= What this task involves =
If a line in the entries below holds the string "else", copy it.

= Given records =
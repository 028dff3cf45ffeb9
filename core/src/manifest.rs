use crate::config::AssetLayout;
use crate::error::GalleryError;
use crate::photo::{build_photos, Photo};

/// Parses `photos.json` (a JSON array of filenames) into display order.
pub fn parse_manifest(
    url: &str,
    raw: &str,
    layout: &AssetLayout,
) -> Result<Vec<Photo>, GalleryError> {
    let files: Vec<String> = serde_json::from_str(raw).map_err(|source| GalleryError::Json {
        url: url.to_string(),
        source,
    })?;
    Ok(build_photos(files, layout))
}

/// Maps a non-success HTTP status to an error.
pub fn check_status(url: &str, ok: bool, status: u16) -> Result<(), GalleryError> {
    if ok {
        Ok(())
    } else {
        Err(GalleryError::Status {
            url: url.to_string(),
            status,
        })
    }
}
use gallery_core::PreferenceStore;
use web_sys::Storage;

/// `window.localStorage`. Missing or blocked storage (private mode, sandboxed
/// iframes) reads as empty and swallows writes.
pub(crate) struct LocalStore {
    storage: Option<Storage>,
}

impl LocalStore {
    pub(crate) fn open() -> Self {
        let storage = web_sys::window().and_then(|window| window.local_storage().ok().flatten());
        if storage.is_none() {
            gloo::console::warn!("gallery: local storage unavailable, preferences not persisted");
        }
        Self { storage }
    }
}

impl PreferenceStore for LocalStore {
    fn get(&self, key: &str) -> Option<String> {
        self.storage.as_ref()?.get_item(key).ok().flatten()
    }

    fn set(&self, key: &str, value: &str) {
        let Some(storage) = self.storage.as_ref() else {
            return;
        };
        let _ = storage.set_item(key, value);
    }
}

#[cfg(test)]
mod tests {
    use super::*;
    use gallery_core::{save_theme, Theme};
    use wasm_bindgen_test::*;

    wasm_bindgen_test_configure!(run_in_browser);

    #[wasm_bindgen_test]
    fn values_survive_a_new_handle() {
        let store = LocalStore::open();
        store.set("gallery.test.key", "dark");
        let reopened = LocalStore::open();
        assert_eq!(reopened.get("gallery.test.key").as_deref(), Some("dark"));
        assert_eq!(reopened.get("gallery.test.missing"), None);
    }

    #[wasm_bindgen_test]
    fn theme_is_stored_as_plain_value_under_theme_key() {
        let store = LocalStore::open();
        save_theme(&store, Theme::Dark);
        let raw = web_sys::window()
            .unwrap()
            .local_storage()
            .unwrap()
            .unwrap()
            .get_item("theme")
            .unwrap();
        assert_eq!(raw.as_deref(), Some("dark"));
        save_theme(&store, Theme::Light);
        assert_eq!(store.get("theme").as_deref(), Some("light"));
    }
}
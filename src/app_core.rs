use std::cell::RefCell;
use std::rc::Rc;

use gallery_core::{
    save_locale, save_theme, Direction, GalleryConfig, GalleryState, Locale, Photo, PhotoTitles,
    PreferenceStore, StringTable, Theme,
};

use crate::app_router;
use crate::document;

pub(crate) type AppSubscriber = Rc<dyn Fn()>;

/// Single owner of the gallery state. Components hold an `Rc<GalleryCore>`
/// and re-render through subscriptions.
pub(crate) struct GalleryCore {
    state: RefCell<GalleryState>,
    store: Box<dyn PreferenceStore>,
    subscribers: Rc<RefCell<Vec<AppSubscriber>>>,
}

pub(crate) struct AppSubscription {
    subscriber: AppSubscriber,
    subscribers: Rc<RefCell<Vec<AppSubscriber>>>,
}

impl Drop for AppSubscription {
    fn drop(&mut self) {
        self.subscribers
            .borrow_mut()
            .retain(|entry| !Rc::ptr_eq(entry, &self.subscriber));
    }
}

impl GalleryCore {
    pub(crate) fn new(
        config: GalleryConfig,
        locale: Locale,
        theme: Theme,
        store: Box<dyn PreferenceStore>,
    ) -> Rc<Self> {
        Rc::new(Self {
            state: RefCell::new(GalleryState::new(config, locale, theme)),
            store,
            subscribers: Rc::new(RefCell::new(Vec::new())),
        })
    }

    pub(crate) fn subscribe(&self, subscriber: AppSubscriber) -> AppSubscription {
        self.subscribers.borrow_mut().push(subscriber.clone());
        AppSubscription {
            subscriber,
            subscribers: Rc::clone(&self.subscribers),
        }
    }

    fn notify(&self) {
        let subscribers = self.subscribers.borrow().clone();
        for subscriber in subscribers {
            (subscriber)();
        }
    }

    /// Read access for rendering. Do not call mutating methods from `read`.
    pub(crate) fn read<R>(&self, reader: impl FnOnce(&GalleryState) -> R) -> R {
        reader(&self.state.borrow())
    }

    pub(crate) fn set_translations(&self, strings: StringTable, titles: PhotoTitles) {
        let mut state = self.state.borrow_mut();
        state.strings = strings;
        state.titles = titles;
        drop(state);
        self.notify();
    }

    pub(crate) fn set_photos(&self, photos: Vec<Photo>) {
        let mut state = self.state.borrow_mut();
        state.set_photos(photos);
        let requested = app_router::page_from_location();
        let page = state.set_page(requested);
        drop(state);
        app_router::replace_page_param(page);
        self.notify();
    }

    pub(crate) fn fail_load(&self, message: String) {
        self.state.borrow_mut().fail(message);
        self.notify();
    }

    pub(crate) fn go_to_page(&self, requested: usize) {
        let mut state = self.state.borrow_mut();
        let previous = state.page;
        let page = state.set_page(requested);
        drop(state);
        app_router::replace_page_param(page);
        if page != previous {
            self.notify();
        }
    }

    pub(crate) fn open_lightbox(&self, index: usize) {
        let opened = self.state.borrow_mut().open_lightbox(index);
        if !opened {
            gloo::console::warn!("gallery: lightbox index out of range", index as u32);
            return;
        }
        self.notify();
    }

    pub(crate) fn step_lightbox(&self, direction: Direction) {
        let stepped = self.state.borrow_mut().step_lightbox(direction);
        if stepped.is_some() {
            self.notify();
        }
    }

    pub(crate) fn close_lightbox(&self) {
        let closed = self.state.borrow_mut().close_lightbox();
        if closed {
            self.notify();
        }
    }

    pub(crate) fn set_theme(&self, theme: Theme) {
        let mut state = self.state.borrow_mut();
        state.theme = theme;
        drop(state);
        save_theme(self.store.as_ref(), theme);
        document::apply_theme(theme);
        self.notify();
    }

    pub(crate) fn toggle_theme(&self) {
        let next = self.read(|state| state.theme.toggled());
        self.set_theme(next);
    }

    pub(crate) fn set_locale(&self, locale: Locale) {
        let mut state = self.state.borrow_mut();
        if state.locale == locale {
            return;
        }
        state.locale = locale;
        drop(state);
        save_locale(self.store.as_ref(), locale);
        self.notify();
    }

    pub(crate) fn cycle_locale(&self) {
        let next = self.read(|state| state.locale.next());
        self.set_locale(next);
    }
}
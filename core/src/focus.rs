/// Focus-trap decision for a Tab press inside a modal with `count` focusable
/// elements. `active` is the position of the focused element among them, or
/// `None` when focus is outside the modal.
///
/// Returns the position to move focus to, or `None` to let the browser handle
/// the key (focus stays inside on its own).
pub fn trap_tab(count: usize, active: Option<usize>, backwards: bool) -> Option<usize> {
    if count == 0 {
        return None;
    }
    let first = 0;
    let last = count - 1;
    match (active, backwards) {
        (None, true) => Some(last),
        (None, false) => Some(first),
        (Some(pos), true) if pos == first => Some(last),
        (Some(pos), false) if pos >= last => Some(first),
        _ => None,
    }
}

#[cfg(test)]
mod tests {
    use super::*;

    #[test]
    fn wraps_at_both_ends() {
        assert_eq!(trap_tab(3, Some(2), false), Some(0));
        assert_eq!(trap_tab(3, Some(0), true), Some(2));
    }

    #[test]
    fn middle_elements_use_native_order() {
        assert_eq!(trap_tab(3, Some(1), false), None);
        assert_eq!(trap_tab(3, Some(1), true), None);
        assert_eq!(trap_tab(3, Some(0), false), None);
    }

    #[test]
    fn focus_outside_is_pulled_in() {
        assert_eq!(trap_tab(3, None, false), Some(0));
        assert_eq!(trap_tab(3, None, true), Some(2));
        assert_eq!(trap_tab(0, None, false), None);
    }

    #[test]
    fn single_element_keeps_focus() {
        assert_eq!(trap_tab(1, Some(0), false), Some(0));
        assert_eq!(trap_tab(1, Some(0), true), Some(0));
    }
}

= Answer to this problem =
    } else {
        let Some(storage) = self.storage.as_ref() else {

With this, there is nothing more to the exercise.